> [About this task] Look through the listing below and report how many lines contain "Deserialize", as a bare number.

> [Record extracts]
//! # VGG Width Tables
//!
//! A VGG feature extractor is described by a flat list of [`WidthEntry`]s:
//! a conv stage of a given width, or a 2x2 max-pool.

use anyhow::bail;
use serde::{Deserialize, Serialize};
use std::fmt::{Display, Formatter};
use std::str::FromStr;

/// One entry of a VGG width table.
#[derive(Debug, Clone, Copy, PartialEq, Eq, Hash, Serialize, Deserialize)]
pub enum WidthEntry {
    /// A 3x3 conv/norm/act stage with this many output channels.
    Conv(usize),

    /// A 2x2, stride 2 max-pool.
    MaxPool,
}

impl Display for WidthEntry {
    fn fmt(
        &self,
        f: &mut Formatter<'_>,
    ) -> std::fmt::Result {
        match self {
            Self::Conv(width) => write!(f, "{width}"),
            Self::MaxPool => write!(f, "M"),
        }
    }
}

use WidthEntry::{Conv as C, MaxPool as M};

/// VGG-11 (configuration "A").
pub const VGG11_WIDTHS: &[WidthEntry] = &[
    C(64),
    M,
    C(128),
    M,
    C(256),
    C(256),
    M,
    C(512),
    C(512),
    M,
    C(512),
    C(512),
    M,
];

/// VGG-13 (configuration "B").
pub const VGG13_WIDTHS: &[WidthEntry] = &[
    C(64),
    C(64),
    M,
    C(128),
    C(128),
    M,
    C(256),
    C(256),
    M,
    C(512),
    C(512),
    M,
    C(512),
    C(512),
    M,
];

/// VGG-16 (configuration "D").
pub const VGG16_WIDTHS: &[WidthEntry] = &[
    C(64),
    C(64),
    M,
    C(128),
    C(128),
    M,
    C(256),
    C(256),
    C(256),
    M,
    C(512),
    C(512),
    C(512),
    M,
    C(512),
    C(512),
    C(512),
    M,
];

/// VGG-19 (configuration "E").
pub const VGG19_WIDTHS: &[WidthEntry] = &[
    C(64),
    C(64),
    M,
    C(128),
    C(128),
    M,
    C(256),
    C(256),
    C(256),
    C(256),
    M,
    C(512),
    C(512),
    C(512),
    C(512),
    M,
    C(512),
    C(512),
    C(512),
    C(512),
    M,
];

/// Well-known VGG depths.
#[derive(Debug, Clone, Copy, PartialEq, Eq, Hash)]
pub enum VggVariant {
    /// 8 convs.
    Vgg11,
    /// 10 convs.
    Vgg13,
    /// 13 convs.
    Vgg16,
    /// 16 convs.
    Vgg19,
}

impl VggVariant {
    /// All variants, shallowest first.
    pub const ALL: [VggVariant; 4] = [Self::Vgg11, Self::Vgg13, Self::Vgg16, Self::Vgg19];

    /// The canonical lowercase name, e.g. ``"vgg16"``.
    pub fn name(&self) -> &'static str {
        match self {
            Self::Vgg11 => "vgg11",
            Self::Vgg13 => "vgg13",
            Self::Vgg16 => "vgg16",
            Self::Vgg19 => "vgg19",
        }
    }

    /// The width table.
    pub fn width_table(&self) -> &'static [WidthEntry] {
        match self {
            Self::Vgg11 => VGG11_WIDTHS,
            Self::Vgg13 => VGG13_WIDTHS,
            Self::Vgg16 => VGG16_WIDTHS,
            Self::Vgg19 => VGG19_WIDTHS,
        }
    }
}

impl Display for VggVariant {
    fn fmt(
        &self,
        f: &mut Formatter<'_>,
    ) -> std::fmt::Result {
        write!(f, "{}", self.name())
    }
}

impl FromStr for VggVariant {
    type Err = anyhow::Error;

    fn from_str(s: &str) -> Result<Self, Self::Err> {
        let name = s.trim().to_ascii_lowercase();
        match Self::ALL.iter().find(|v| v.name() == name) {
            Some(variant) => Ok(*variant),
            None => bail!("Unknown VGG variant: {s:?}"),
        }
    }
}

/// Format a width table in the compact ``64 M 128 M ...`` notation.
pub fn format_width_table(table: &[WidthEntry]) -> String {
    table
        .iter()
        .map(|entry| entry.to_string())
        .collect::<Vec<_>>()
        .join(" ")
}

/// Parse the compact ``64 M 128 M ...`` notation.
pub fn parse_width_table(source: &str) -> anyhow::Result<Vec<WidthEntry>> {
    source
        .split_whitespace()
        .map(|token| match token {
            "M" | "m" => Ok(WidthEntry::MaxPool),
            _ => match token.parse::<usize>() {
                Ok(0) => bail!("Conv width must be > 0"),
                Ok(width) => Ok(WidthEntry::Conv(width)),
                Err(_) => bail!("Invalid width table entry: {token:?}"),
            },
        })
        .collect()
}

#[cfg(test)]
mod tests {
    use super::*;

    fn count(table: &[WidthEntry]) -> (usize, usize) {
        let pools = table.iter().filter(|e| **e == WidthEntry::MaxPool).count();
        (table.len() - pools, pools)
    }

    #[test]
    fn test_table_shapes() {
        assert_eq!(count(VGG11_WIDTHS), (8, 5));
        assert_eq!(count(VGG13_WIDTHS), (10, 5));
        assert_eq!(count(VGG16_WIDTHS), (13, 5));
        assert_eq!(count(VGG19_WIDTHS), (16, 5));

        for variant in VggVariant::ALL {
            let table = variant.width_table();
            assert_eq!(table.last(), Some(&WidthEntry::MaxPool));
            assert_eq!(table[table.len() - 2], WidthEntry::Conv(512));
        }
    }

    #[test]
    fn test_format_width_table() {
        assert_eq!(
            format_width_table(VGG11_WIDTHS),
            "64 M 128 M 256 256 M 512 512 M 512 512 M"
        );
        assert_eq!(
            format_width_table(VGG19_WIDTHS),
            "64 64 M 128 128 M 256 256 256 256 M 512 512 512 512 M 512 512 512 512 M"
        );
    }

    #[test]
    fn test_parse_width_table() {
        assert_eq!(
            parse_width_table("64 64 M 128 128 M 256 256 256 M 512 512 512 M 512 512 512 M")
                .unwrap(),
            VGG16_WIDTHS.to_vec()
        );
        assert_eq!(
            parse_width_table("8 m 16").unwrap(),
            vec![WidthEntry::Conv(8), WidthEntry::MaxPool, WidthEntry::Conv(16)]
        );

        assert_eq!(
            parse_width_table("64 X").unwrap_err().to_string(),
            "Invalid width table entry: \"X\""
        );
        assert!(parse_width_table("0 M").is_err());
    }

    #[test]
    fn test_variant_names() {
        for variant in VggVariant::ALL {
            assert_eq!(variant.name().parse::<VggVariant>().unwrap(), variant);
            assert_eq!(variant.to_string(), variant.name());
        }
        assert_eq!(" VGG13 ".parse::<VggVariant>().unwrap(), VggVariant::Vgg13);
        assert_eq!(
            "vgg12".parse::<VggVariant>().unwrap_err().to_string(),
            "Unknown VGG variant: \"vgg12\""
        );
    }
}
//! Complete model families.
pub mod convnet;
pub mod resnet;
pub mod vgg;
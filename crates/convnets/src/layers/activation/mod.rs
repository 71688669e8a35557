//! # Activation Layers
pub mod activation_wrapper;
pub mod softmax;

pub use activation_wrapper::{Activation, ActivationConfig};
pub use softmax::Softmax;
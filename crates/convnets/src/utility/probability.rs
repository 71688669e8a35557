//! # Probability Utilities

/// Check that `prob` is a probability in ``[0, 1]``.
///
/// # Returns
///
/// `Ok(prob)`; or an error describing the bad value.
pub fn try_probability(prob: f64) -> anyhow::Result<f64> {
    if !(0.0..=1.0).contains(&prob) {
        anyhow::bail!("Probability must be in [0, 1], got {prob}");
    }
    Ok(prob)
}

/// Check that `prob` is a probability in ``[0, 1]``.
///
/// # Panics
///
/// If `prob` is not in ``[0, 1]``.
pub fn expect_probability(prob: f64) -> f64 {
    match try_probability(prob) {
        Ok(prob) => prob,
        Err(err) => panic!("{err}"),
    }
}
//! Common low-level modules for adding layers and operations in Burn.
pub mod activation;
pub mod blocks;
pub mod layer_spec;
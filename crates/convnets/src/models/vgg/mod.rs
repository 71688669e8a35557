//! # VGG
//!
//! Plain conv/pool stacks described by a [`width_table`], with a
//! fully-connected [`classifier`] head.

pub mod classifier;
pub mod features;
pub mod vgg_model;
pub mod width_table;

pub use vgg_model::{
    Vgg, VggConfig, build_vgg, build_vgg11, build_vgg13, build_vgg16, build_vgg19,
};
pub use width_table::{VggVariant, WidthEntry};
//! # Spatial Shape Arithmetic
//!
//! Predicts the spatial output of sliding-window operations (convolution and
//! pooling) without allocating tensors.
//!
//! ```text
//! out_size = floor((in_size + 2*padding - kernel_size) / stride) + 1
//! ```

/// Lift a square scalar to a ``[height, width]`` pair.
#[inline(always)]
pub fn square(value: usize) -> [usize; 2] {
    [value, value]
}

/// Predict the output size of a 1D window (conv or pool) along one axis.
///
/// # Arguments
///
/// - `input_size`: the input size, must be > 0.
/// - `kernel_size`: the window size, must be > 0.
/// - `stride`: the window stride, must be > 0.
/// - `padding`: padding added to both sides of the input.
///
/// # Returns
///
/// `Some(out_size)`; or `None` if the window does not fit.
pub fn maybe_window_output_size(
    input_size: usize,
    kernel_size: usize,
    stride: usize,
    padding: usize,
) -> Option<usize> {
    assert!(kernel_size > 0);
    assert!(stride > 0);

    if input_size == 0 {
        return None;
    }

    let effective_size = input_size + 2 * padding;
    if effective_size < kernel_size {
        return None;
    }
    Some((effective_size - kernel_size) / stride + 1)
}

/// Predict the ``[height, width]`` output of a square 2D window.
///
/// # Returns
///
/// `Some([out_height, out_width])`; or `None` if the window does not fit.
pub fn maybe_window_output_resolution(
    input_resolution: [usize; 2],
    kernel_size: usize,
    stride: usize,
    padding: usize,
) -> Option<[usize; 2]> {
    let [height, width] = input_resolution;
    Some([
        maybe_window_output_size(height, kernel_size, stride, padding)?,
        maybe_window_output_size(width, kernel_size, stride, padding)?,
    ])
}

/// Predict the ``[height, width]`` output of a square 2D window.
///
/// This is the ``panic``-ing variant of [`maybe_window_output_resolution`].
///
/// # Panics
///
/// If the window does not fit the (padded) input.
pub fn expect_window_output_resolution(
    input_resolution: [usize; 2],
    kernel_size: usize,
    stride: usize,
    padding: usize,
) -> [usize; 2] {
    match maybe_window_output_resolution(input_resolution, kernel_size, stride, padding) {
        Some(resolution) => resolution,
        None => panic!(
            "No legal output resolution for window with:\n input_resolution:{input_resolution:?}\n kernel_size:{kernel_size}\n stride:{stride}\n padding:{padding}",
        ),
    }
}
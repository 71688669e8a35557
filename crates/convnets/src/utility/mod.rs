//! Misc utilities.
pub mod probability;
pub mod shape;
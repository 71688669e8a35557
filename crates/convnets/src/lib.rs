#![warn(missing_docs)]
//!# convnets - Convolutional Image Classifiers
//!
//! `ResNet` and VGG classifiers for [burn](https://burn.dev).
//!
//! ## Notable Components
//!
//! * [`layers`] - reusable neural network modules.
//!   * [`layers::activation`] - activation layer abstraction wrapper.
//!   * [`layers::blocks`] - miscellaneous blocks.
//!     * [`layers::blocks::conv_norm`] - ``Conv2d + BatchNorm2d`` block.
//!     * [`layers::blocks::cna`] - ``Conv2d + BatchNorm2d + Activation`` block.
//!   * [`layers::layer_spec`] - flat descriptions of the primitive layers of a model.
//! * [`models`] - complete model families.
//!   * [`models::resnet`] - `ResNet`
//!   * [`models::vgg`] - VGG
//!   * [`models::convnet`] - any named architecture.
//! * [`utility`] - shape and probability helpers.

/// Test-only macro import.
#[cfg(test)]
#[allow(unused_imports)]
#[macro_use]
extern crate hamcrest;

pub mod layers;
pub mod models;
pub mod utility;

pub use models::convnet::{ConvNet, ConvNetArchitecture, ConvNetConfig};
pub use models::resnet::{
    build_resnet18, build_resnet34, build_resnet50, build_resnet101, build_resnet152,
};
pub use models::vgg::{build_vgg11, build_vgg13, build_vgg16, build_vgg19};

> [Solved problem] 2